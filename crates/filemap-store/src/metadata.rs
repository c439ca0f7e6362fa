use std::fs;
use std::path::Path;

use serde::{Deserialize, Serialize};

use crate::error::{StoreError, StoreResult};

/// The persisted record pinning a store to one value type.
///
/// Written once when the store is created and never rewritten. Unknown keys
/// in the file are ignored on read.
#[derive(Clone, Debug, PartialEq, Eq, Serialize, Deserialize)]
pub struct StoreMetadata {
    /// Opaque type tag supplied by whoever created the store.
    #[serde(rename = "type")]
    pub value_type: String,
    /// Codec used for entry files. Absent in stores that predate the field.
    #[serde(default, skip_serializing_if = "Option::is_none")]
    pub codec: Option<String>,
}

impl StoreMetadata {
    pub fn new(value_type: impl Into<String>, codec: &str) -> Self {
        Self {
            value_type: value_type.into(),
            codec: Some(codec.to_string()),
        }
    }

    /// Read and parse the metadata file of an existing store.
    pub fn read(path: &Path) -> StoreResult<Self> {
        let bytes = fs::read(path).map_err(|e| {
            StoreError::corrupt(path, format!("unreadable metadata file: {e}"))
        })?;
        serde_json::from_slice(&bytes)
            .map_err(|e| StoreError::corrupt(path, format!("unparsable metadata: {e}")))
    }

    /// Write the metadata file of a new store.
    pub fn write(&self, path: &Path) -> StoreResult<()> {
        let json = serde_json::to_vec_pretty(self).map_err(|e| StoreError::Initialization {
            path: path.to_path_buf(),
            source: e.into(),
        })?;
        fs::write(path, json).map_err(|e| StoreError::Initialization {
            path: path.to_path_buf(),
            source: e,
        })
    }

    /// Check that this record matches what the caller declared.
    pub fn verify(&self, value_type: &str, codec: &str) -> StoreResult<()> {
        if self.value_type != value_type {
            return Err(StoreError::TypeMismatch {
                stored: self.value_type.clone(),
                requested: value_type.to_string(),
            });
        }
        match &self.codec {
            Some(stored) if stored != codec => Err(StoreError::CodecMismatch {
                stored: stored.clone(),
                requested: codec.to_string(),
            }),
            _ => Ok(()),
        }
    }
}
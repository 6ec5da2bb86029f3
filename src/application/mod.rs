//! Application layer: the interaction workflow.
//!
//! [`services::LinkWorkflow`] validates input, sequences the calls to the
//! shortening service through the [`crate::domain::ports::LinkApi`] port, and
//! keeps one [`crate::domain::entities::InteractionState`] per operation.

pub mod services;
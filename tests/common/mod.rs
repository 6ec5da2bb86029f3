#![allow(dead_code)]

use axum::Router;
use serde_json::Value;
use std::sync::{Arc, Mutex};
use std::time::Duration;
use tokio::net::TcpListener;
use url::Url;
use url_shortener_client::application::services::LinkWorkflow;
use url_shortener_client::infrastructure::http::HttpLinkApi;

/// Request bodies received by a stub service, in arrival order.
pub type Recorded = Arc<Mutex<Vec<Value>>>;

/// Serves `app` on an ephemeral local port and returns its base URL.
pub async fn spawn_stub(app: Router) -> Url {
    let listener = TcpListener::bind("127.0.0.1:0").await.unwrap();
    let addr = listener.local_addr().unwrap();

    tokio::spawn(async move {
        axum::serve(listener, app).await.unwrap();
    });

    Url::parse(&format!("http://{addr}")).unwrap()
}

/// Returns a base URL on which nothing is listening.
pub async fn closed_port_url() -> Url {
    let listener = TcpListener::bind("127.0.0.1:0").await.unwrap();
    let addr = listener.local_addr().unwrap();
    drop(listener);

    Url::parse(&format!("http://{addr}")).unwrap()
}

pub fn create_api(base_url: Url, timeout: Duration) -> HttpLinkApi {
    HttpLinkApi::new(base_url, timeout).unwrap()
}

pub fn create_workflow(base_url: Url) -> LinkWorkflow<HttpLinkApi> {
    LinkWorkflow::new(Arc::new(create_api(base_url, Duration::from_secs(5))))
}

pub fn recorded() -> Recorded {
    Arc::new(Mutex::new(Vec::new()))
}
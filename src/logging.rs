//! Tracing subscriber setup.

use crate::config::Config;
use anyhow::Result;
use tracing_subscriber::EnvFilter;

/// Installs the global `tracing` subscriber.
///
/// The filter comes from `config.log_level` (a `RUST_LOG` directive string);
/// `LOG_FORMAT=json` switches to one JSON object per line. Logs go to stderr
/// so command output on stdout stays clean.
///
/// # Errors
///
/// Returns an error if a global subscriber is already installed.
pub fn init(config: &Config) -> Result<()> {
    let filter = EnvFilter::try_new(&config.log_level).unwrap_or_else(|_| EnvFilter::new("info"));

    let builder = tracing_subscriber::fmt()
        .with_env_filter(filter)
        .with_writer(std::io::stderr);

    let result = if config.log_format == "json" {
        builder.json().try_init()
    } else {
        builder.try_init()
    };

    result.map_err(|e| anyhow::anyhow!("failed to install tracing subscriber: {e}"))
}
----------
• TRY IT
Repeat the listing above in full.

• RESULT
filename crates/filemap-store/src/metadata.rs
repository c439ca0f7e6362fa
use std::fs;
use std::path::Path;

use serde::{Deserialize, Serialize};

use crate::error::{StoreError, StoreResult};

/// The persisted record pinning a store to one value type.
///
/// Written once when the store is created and never rewritten. Unknown keys
/// in the file are ignored on read.
#[derive(Clone, Debug, PartialEq, Eq, Serialize, Deserialize)]
pub struct StoreMetadata {
    /// Opaque type tag supplied by whoever created the store.
    #[serde(rename = "type")]
    pub value_type: String,
    /// Codec used for entry files. Absent in stores that predate the field.
    #[serde(default, skip_serializing_if = "Option::is_none")]
    pub codec: Option<String>,
}

impl StoreMetadata {
    pub fn new(value_type: impl Into<String>, codec: &str) -> Self {
        Self {
            value_type: value_type.into(),
            codec: Some(codec.to_string()),
        }
    }

    /// Read and parse the metadata file of an existing store.
    pub fn read(path: &Path) -> StoreResult<Self> {
        let bytes = fs::read(path).map_err(|e| {
            StoreError::corrupt(path, format!("unreadable metadata file: {e}"))
        })?;
        serde_json::from_slice(&bytes)
            .map_err(|e| StoreError::corrupt(path, format!("unparsable metadata: {e}")))
    }

    /// Write the metadata file of a new store.
    pub fn write(&self, path: &Path) -> StoreResult<()> {
        let json = serde_json::to_vec_pretty(self).map_err(|e| StoreError::Initialization {
            path: path.to_path_buf(),
            source: e.into(),
        })?;
        fs::write(path, json).map_err(|e| StoreError::Initialization {
            path: path.to_path_buf(),
            source: e,
        })
    }

    /// Check that this record matches what the caller declared.
    pub fn verify(&self, value_type: &str, codec: &str) -> StoreResult<()> {
        if self.value_type != value_type {
            return Err(StoreError::TypeMismatch {
                stored: self.value_type.clone(),
                requested: value_type.to_string(),
            });
        }
        match &self.codec {
            Some(stored) if stored != codec => Err(StoreError::CodecMismatch {
                stored: stored.clone(),
                requested: codec.to_string(),
            }),
            _ => Ok(()),
        }
    }
}
repository 6ec5da2bb86029f3
filename src/application/mod.rs
//! Application layer: the interaction workflow.
//!
//! [`services::LinkWorkflow`] validates input, sequences the calls to the
//! shortening service through the [`crate::domain::ports::LinkApi`] port, and
//! keeps one [`crate::domain::entities::InteractionState`] per operation.

pub mod services;
filename tests/common/mod.rs
repository 6ec5da2bb86029f3
#![allow(dead_code)]

use axum::Router;
use serde_json::Value;
use std::sync::{Arc, Mutex};
use std::time::Duration;
use tokio::net::TcpListener;
use url::Url;
use url_shortener_client::application::services::LinkWorkflow;
use url_shortener_client::infrastructure::http::HttpLinkApi;

/// Request bodies received by a stub service, in arrival order.
pub type Recorded = Arc<Mutex<Vec<Value>>>;

/// Serves `app` on an ephemeral local port and returns its base URL.
pub async fn spawn_stub(app: Router) -> Url {
    let listener = TcpListener::bind("127.0.0.1:0").await.unwrap();
    let addr = listener.local_addr().unwrap();

    tokio::spawn(async move {
        axum::serve(listener, app).await.unwrap();
    });

    Url::parse(&format!("http://{addr}")).unwrap()
}

/// Returns a base URL on which nothing is listening.
pub async fn closed_port_url() -> Url {
    let listener = TcpListener::bind("127.0.0.1:0").await.unwrap();
    let addr = listener.local_addr().unwrap();
    drop(listener);

    Url::parse(&format!("http://{addr}")).unwrap()
}

pub fn create_api(base_url: Url, timeout: Duration) -> HttpLinkApi {
    HttpLinkApi::new(base_url, timeout).unwrap()
}

pub fn create_workflow(base_url: Url) -> LinkWorkflow<HttpLinkApi> {
    LinkWorkflow::new(Arc::new(create_api(base_url, Duration::from_secs(5))))
}

pub fn recorded() -> Recorded {
    Arc::new(Mutex::new(Vec::new()))
}
filename src/logging.rs
//! Tracing subscriber setup.

use crate::config::Config;
use anyhow::Result;
use tracing_subscriber::EnvFilter;

/// Installs the global `tracing` subscriber.
///
/// The filter comes from `config.log_level` (a `RUST_LOG` directive string);
/// `LOG_FORMAT=json` switches to one JSON object per line. Logs go to stderr
/// so command output on stdout stays clean.
///
/// # Errors
///
/// Returns an error if a global subscriber is already installed.
pub fn init(config: &Config) -> Result<()> {
    let filter = EnvFilter::try_new(&config.log_level).unwrap_or_else(|_| EnvFilter::new("info"));

    let builder = tracing_subscriber::fmt()
        .with_env_filter(filter)
        .with_writer(std::io::stderr);

    let result = if config.log_format == "json" {
        builder.json().try_init()
    } else {
        builder.try_init()
    };

    result.map_err(|e| anyhow::anyhow!("failed to install tracing subscriber: {e}"))
}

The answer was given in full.